Ибн Джамал шел за Хайямом, боясь пропустить хоть одно слово; за ним, отстав на два шага и стараясь казаться равнодушным, шествовал сочинитель рифм в сафьяновых туфлях, но шею его влекло любопытство, как курицу — рассыпанные зерна.
— Случилось мне знать одного юношу в Газне, — с улыбкой продолжал Хайям, — который, вместо того чтобы прилежно учиться в медресе, писал касыды, за что его часто били учителя.
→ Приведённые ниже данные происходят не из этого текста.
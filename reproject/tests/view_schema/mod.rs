use reproject::{
    store::Store,
    tasks::{DryrunArgs, MigrateCommand},
    ConfigBuilder, Migration, MigrationError, MigrationStatus, Migrations, Phase, TableRef,
    Version, VersionLedger, ViewSchema, ViewStore,
};
use std::{collections::HashSet, time::Duration};

use crate::common::{
    as_projector, config, create_accounts, ids_with_prefix, random_ids, rename_account,
    versioned_tables, Accounts,
};

fn schema(views: &ViewStore, store: &Store, migrations: Migrations) -> ViewSchema {
    ViewSchema::with_config(views.clone(), store.clone(), migrations, config())
}

fn replay_accounts(accounts: &std::sync::Arc<Accounts>) -> Migrations {
    Migrations::new(1).version(1, Migration::replay_all(&[as_projector(accounts)]))
}

pub async fn test_ledger_transitions(views: &ViewStore, store: &Store) -> anyhow::Result<()> {
    views.migrate().await?;
    store.migrate().await?;

    let ledger = VersionLedger::new(views.clone(), store.clone());

    ledger.start_online(Version(1)).await?;

    let err = ledger.start_online(Version(1)).await.unwrap_err();
    assert!(matches!(err, MigrationError::ConcurrentMigration(_)));

    let err = ledger.start_online(Version(2)).await.unwrap_err();
    assert!(matches!(err, MigrationError::ConcurrentMigration(_)));

    let err = ledger.start_offline(Version(1)).await.unwrap_err();
    assert!(matches!(err, MigrationError::ConcurrentMigration(_)));

    let err = ledger.end_offline(Version(1)).await.unwrap_err();
    assert!(matches!(err, MigrationError::InvalidMigrationDefinition(_)));

    let err = ledger.end_online(Version(2)).await.unwrap_err();
    assert!(matches!(err, MigrationError::InvalidMigrationDefinition(_)));

    ledger.end_online(Version(1)).await?;

    let err = ledger.end_online(Version(1)).await.unwrap_err();
    assert!(matches!(err, MigrationError::InvalidMigrationDefinition(_)));

    assert_eq!(ledger.current_version().await?, Version::ZERO);
    assert_eq!(ledger.version_currently_migrating().await?, Some(Version(1)));

    ledger.start_offline(Version(1)).await?;
    ledger.end_offline(Version(1)).await?;

    assert_eq!(ledger.current_version().await?, Version(1));
    assert!(ledger.running().await?.is_empty());

    let entry = ledger.latest().await?.unwrap();
    assert_eq!(entry.phase, Phase::Done);
    assert!(entry.ended_at.is_some());
    assert!(entry.snapshot_marker.is_some());

    let err = ledger.start_offline(Version(1)).await.unwrap_err();
    assert!(matches!(err, MigrationError::MigrationAlreadyDone(Version(1))));

    let err = ledger.start_offline(Version(3)).await.unwrap_err();
    assert!(matches!(err, MigrationError::MigrationNotStarted(Version(3))));

    ledger.start_online(Version(2)).await?;
    ledger.rollback(Version(2)).await?;

    assert!(ledger.running().await?.is_empty());
    assert_eq!(ledger.current_version().await?, Version(1));

    ledger.rollback(Version(1)).await?;

    assert_eq!(ledger.current_version().await?, Version(1));

    Ok(())
}

pub async fn test_empty_plan(views: &ViewStore, store: &Store) -> anyhow::Result<()> {
    let schema = schema(views, store, Migrations::new(0));

    schema.migrate_online().await?;
    schema.migrate_offline().await?;

    assert!(schema.plan().await?.is_empty());
    assert!(schema.ledger().entries().await?.is_empty());
    assert_eq!(schema.current_version().await?, Version::ZERO);

    Ok(())
}

/// Migrating an empty event log only creates the tables.
pub async fn test_migrate_empty_log(
    views: &ViewStore,
    store: &Store,
    table: &str,
) -> anyhow::Result<()> {
    let accounts = Accounts::new(table);
    let schema = schema(views, store, replay_accounts(&accounts));

    schema.migrate_online().await?;

    let entry = schema.ledger().latest().await?.unwrap();
    assert_eq!(entry.version, Version(1));
    assert_eq!(entry.phase, Phase::OnlineFinished);
    assert!(views.table_exists(&format!("{table}_1")).await?);
    assert_eq!(schema.table_names().resolve(table)?.name, table);

    schema.migrate_offline().await?;

    assert_eq!(schema.current_version().await?, Version(1));
    assert_eq!(store.replayed_count().await?, 0);
    assert!(versioned_tables(views, table).await?.is_empty());
    assert!(views.table_exists(table).await?);
    assert!(views.rows(&accounts.table_ref()).await?.is_empty());
    assert!(accounts.seen().is_empty());

    schema.migrate_online().await?;
    schema.migrate_offline().await?;

    assert_eq!(schema.ledger().entries().await?.len(), 1);

    Ok(())
}
//! Tuning knobs of a view schema migration.

use std::time::Duration;

/// Replay and cleanup settings used by [`crate::ViewSchema`].
#[derive(Debug, Clone)]
pub struct ViewSchemaConfig {
    /// Number of events read and projected per block
    pub block_size: u16,

    /// Maximum number of replay groups processed at the same time
    pub number_of_replay_workers: usize,

    /// Group exponent of the online replay, `16^k` groups
    pub online_group_exponent: u32,

    /// Group exponent of the offline replay
    pub offline_group_exponent: u32,

    /// Default group exponent of a dry run
    pub dryrun_group_exponent: u32,

    /// Only events created within this window are considered offline
    pub offline_recency_window: Duration,

    /// How many versions below the current one are checked for stale tables
    pub old_version_lookback: u32,
}

impl Default for ViewSchemaConfig {
    fn default() -> Self {
        Self {
            block_size: DEFAULT_BLOCK_SIZE,
            number_of_replay_workers: NUMBER_OF_REPLAY_WORKERS,
            online_group_exponent: ONLINE_GROUP_EXPONENT,
            offline_group_exponent: OFFLINE_GROUP_EXPONENT,
            dryrun_group_exponent: DRYRUN_GROUP_EXPONENT,
            offline_recency_window: OFFLINE_RECENCY_WINDOW,
            old_version_lookback: OLD_VERSION_LOOKBACK,
        }
    }
}

/// Default number of events per replay block
///
/// Each block is one read against the event store followed by one ledger
/// insert of its event ids.
pub const DEFAULT_BLOCK_SIZE: u16 = 1000;

/// Default number of concurrent replay workers
///
/// Each worker uses its own connection, size the pool accordingly.
pub const NUMBER_OF_REPLAY_WORKERS: usize = 4;

/// Default online group exponent, `16^3 = 4096` groups of one prefix each
pub const ONLINE_GROUP_EXPONENT: u32 = 3;

/// Default offline group exponent
///
/// The offline replay only processes the gap left by the online phase, few
/// groups are enough.
pub const OFFLINE_GROUP_EXPONENT: u32 = 1;

/// Default dry run group exponent
pub const DRYRUN_GROUP_EXPONENT: u32 = 3;

/// Default offline recency window
pub const OFFLINE_RECENCY_WINDOW: Duration = Duration::from_secs(24 * 60 * 60);

/// Default lookback used when dropping tables of aborted migrations
pub const OLD_VERSION_LOOKBACK: u32 = 10;

/// Configuration builder for customizing view schema migrations
#[derive(Debug)]
pub struct ConfigBuilder {
    config: ViewSchemaConfig,
}

impl ConfigBuilder {
    /// Create a new configuration builder with default values
    pub fn new() -> Self {
        Self {
            config: ViewSchemaConfig::default(),
        }
    }

    /// Set the number of events per replay block
    pub fn block_size(mut self, size: u16) -> Self {
        self.config.block_size = size.max(1);
        self
    }

    /// Set the number of concurrent replay workers
    pub fn replay_workers(mut self, workers: usize) -> Self {
        self.config.number_of_replay_workers = workers.max(1);
        self
    }

    /// Set the online group exponent
    pub fn online_group_exponent(mut self, exponent: u32) -> Self {
        self.config.online_group_exponent = exponent;
        self
    }

    /// Set the offline group exponent
    pub fn offline_group_exponent(mut self, exponent: u32) -> Self {
        self.config.offline_group_exponent = exponent;
        self
    }

    /// Set the default dry run group exponent
    pub fn dryrun_group_exponent(mut self, exponent: u32) -> Self {
        self.config.dryrun_group_exponent = exponent;
        self
    }

    /// Set the offline recency window
    pub fn offline_recency_window(mut self, window: Duration) -> Self {
        self.config.offline_recency_window = window;
        self
    }

    /// Set the stale table lookback
    pub fn old_version_lookback(mut self, versions: u32) -> Self {
        self.config.old_version_lookback = versions;
        self
    }

    /// Build the final configuration
    pub fn build(self) -> ViewSchemaConfig {
        self.config
    }
}

impl Default for ConfigBuilder {
    fn default() -> Self {
        Self::new()
    }
}
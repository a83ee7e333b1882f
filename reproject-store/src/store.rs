use crate::{
    cursor::{CursorType, QueryResult},
    engine::Engine,
    error::Result,
    event::{Event, EventFilter, WriteEvent},
};

#[derive(Clone)]
pub struct Store {
    pub(crate) engine: Box<dyn Engine>,
}

impl Store {
    pub fn new<E: Engine + 'static>(engine: E) -> Self {
        Self {
            engine: Box::new(engine),
        }
    }

    pub async fn migrate(&self) -> Result<()> {
        self.engine.migrate().await
    }

    pub async fn append(&self, events: Vec<WriteEvent>) -> Result<Vec<Event>> {
        if events.is_empty() {
            return Ok(vec![]);
        }

        self.engine.append(events).await
    }

    pub async fn read(
        &self,
        filter: &EventFilter,
        first: u16,
        after: Option<CursorType>,
    ) -> Result<QueryResult<Event>> {
        if filter.event_types.is_empty() || filter.aggregate_prefixes.is_empty() {
            return Ok(QueryResult::default());
        }

        self.engine.read(filter, first, after).await
    }

    /// Reads every event matching `filter`, page by page.
    pub async fn read_all(&self, filter: &EventFilter, first: u16) -> Result<Vec<Event>> {
        let mut events = Vec::new();
        let mut cursor = None;

        loop {
            let page = self.read(filter, first, cursor).await?;
            events.extend(page.edges.into_iter().map(|edge| edge.node));

            if !page.page_info.has_next_page {
                break;
            }

            cursor = page.page_info.end_cursor;
        }

        Ok(events)
    }

    pub async fn snapshot_marker(&self) -> Result<i64> {
        self.engine.snapshot_marker().await
    }

    pub async fn count_since(&self, event_types: &[String], marker: i64) -> Result<i64> {
        if event_types.is_empty() {
            return Ok(0);
        }

        self.engine.count_since(event_types, marker).await
    }

    pub async fn truncate_replayed(&self) -> Result<()> {
        self.engine.truncate_replayed().await
    }

    /// Records event ids as replayed. Ids already recorded are ignored.
    pub async fn record_replayed(&self, ids: &[i64]) -> Result<()> {
        if ids.is_empty() {
            return Ok(());
        }

        self.engine.record_replayed(ids).await
    }

    pub async fn is_replayed(&self, id: i64) -> Result<bool> {
        self.engine.is_replayed(id).await
    }

    pub async fn replayed_count(&self) -> Result<i64> {
        self.engine.replayed_count().await
    }
}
Но то ли кожа у него была толще буйволиной, то ли он действительно любил соединять слова в строки, но этот несчастный никому не давал прохода без того, чтобы не всучить пару-тройку касыд. Хотя, если признаться, сочинял он неплохо.
— И что же? — нетерпеливо спросил тот, кто не мог жить без поэзии.
— А, это ты? Прости, я и не знал, что кто-то идет следом за нами. А юноша… Кто видел переболевших оспой, тот узнает их по отметинам на лице. Так и тот юноша переболел поэзией — он вдруг вбил себе в голову, что должен стать поваром. Шейх Абу-ль-Маджид Санаи, которого я считаю лучшим из всей своры пишущих на фарси, пришел к родителям глупца открыть им, что их сын — поэт, и дар его редчайший, от щедрости аллаха. Отец, а он был оружейник, увидев в своем доме богатого господина, пообещал спустить шкуру с сына, если он не станет поэтом, — вот улыбка судьбы. Но юноша стоял на своем: хочу быть поваром, у меня к этому влечение! Сейчас он главный пловщик султана Мухаммада, и думаю, в этом деле ему нет равных.
— Конечно, чего ждать от сына низкого человека! — Нишапурец, подбоченясь, погладил холеную бородку; в перстне ярко вспыхнул лал. Багдадец задумчиво смотрел вдаль.
— Ты тоже так считаешь, ибн Джамал?
— Какое право я имею судить других, если сам ничтожен?
— А я думаю, парень правильно сделал, — вмешался в разговор чайханщик, вышедший из чайханы обсушить пот на толстой груди.
— Мир тебе, Абдулла! Чайханщики — люди, сведущие во всех делах, и мнение их достойно внимания. Интересно, что ты скажешь о назначении поэта?